■ Exercise description
Return each entry exactly, omitting nothing.

Stored data:

■ ■ ■

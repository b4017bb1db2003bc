//! Tests for the fact index through the public API
//!
//! Tests cover:
//! - Indexing published entities from several headers
//! - JSON persistence through a temporary directory
//! - Generators reading straight from the index

use cppfacts::{
    codegen, export, ClassData, EnumData, FactError, FactIndex, MemberData, PublishedEntity,
    Visibility,
};
use std::path::{Path, PathBuf};
use tempfile::TempDir;

fn published() -> Vec<(PublishedEntity, &'static str)> {
    vec![
        (
            PublishedEntity::from_enum(
                "foo::bar::Color",
                EnumData::new("Color")
                    .with_namespaces(vec!["foo".into(), "bar".into()])
                    .class_enum()
                    .with_identifiers(["red", "green", "blue"]),
            ),
            "colors.h",
        ),
        (
            PublishedEntity::from_enum(
                "Animals",
                EnumData::new("Animals").with_identifiers(["dog", "cat"]),
            ),
            "animals.h",
        ),
        (
            PublishedEntity::from_class(
                "geo::Address",
                ClassData::new("Address")
                    .with_namespaces(vec!["geo".into()])
                    .serializable()
                    .with_members(vec![
                        MemberData::new("std::string", "city")
                            .with_visibility(Visibility::Private)
                            .serializable()
                            .with_getter(),
                        MemberData::new("int", "zip").with_visibility(Visibility::Private),
                    ]),
            ),
            "address.h",
        ),
    ]
}

fn build_index() -> FactIndex {
    let mut index = FactIndex::new();
    for (entity, file) in published() {
        index.insert(entity, Path::new(file));
    }
    index
}

#[test]
fn test_index_counts_by_kind() {
    let index = build_index();
    assert_eq!(index.enum_count(), 2);
    assert_eq!(index.class_count(), 1);
    assert_eq!(index.len(), 3);
    assert!(!index.is_empty());
}

#[test]
fn test_enums_iterate_in_name_order() {
    let index = build_index();
    let names: Vec<_> = index.enums().map(|(name, _)| name.as_str()).collect();
    assert_eq!(names, vec!["Animals", "foo::bar::Color"]);
}

#[test]
fn test_lookup_reports_defining_header() {
    let index = build_index();
    let address = index.get_class("geo::Address").unwrap();
    assert_eq!(address.defined_in, PathBuf::from("address.h"));
    assert_eq!(address.data.full_class_name(), "geo::Address");

    match index.get_enum("geo::Address") {
        Err(FactError::EntityNotFound { name }) => assert_eq!(name, "geo::Address"),
        other => panic!("expected EntityNotFound, got {other:?}"),
    }
}

#[test]
fn test_save_and_load_through_disk() {
    let temp_dir = TempDir::new().unwrap();
    let path = temp_dir.path().join("facts.json");

    let index = build_index();
    index.save_json(&path).unwrap();
    let loaded = FactIndex::load_json(&path).unwrap();

    assert_eq!(loaded, index);
}

#[test]
fn test_load_missing_file_is_io_error() {
    let temp_dir = TempDir::new().unwrap();
    let result = FactIndex::load_json(&temp_dir.path().join("missing.json"));
    assert!(matches!(result, Err(FactError::Io { .. })));
}

#[test]
fn test_exported_json_is_keyed_by_qualified_name() {
    let json = export::export_json(&build_index()).unwrap();
    let value: serde_json::Value = serde_json::from_str(&json).unwrap();

    let color = &value["enums"]["foo::bar::Color"];
    assert_eq!(color["namespaces"], serde_json::json!(["foo", "bar"]));
    assert_eq!(color["identifiers"][2], "blue");
    assert_eq!(value["classes"]["geo::Address"]["members"][0]["type"], "std::string");
}

#[test]
fn test_codegen_from_index() {
    let index = build_index();

    let enums: Vec<_> = index
        .enums()
        .map(|(name, e)| (name.as_str(), &e.data))
        .collect();
    let source = codegen::generate_source(enums.iter().copied(), "enums_gen.h");
    assert!(source.contains("case foo::bar::Color::green:"));
    assert!(source.contains("case cat:"));

    let (_, address) = index.class_by_short_name("Address").unwrap();
    assert_eq!(
        codegen::getter_lines(&address.data),
        vec!["std::string getcity() const { return city; }"]
    );
    assert_eq!(codegen::save_lines(&address.data).len(), 5);
}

■ ■ ■

■ Result for this task
repository b4017bb1db2003bc
//! Tests for the fact index through the public API
//!
//! Tests cover:
//! - Indexing published entities from several headers
//! - JSON persistence through a temporary directory
//! - Generators reading straight from the index

use cppfacts::{
    codegen, export, ClassData, EnumData, FactError, FactIndex, MemberData, PublishedEntity,
    Visibility,
};
use std::path::{Path, PathBuf};
use tempfile::TempDir;

fn published() -> Vec<(PublishedEntity, &'static str)> {
    vec![
        (
            PublishedEntity::from_enum(
                "foo::bar::Color",
                EnumData::new("Color")
                    .with_namespaces(vec!["foo".into(), "bar".into()])
                    .class_enum()
                    .with_identifiers(["red", "green", "blue"]),
            ),
            "colors.h",
        ),
        (
            PublishedEntity::from_enum(
                "Animals",
                EnumData::new("Animals").with_identifiers(["dog", "cat"]),
            ),
            "animals.h",
        ),
        (
            PublishedEntity::from_class(
                "geo::Address",
                ClassData::new("Address")
                    .with_namespaces(vec!["geo".into()])
                    .serializable()
                    .with_members(vec![
                        MemberData::new("std::string", "city")
                            .with_visibility(Visibility::Private)
                            .serializable()
                            .with_getter(),
                        MemberData::new("int", "zip").with_visibility(Visibility::Private),
                    ]),
            ),
            "address.h",
        ),
    ]
}

fn build_index() -> FactIndex {
    let mut index = FactIndex::new();
    for (entity, file) in published() {
        index.insert(entity, Path::new(file));
    }
    index
}

#[test]
fn test_index_counts_by_kind() {
    let index = build_index();
    assert_eq!(index.enum_count(), 2);
    assert_eq!(index.class_count(), 1);
    assert_eq!(index.len(), 3);
    assert!(!index.is_empty());
}

#[test]
fn test_enums_iterate_in_name_order() {
    let index = build_index();
    let names: Vec<_> = index.enums().map(|(name, _)| name.as_str()).collect();
    assert_eq!(names, vec!["Animals", "foo::bar::Color"]);
}

#[test]
fn test_lookup_reports_defining_header() {
    let index = build_index();
    let address = index.get_class("geo::Address").unwrap();
    assert_eq!(address.defined_in, PathBuf::from("address.h"));
    assert_eq!(address.data.full_class_name(), "geo::Address");

    match index.get_enum("geo::Address") {
        Err(FactError::EntityNotFound { name }) => assert_eq!(name, "geo::Address"),
        other => panic!("expected EntityNotFound, got {other:?}"),
    }
}

#[test]
fn test_save_and_load_through_disk() {
    let temp_dir = TempDir::new().unwrap();
    let path = temp_dir.path().join("facts.json");

    let index = build_index();
    index.save_json(&path).unwrap();
    let loaded = FactIndex::load_json(&path).unwrap();

    assert_eq!(loaded, index);
}

#[test]
fn test_load_missing_file_is_io_error() {
    let temp_dir = TempDir::new().unwrap();
    let result = FactIndex::load_json(&temp_dir.path().join("missing.json"));
    assert!(matches!(result, Err(FactError::Io { .. })));
}

#[test]
fn test_exported_json_is_keyed_by_qualified_name() {
    let json = export::export_json(&build_index()).unwrap();
    let value: serde_json::Value = serde_json::from_str(&json).unwrap();

    let color = &value["enums"]["foo::bar::Color"];
    assert_eq!(color["namespaces"], serde_json::json!(["foo", "bar"]));
    assert_eq!(color["identifiers"][2], "blue");
    assert_eq!(value["classes"]["geo::Address"]["members"][0]["type"], "std::string");
}

#[test]
fn test_codegen_from_index() {
    let index = build_index();

    let enums: Vec<_> = index
        .enums()
        .map(|(name, e)| (name.as_str(), &e.data))
        .collect();
    let source = codegen::generate_source(enums.iter().copied(), "enums_gen.h");
    assert!(source.contains("case foo::bar::Color::green:"));
    assert!(source.contains("case cat:"));

    let (_, address) = index.class_by_short_name("Address").unwrap();
    assert_eq!(
        codegen::getter_lines(&address.data),
        vec!["std::string getcity() const { return city; }"]
    );
    assert_eq!(codegen::save_lines(&address.data).len(), 5);
}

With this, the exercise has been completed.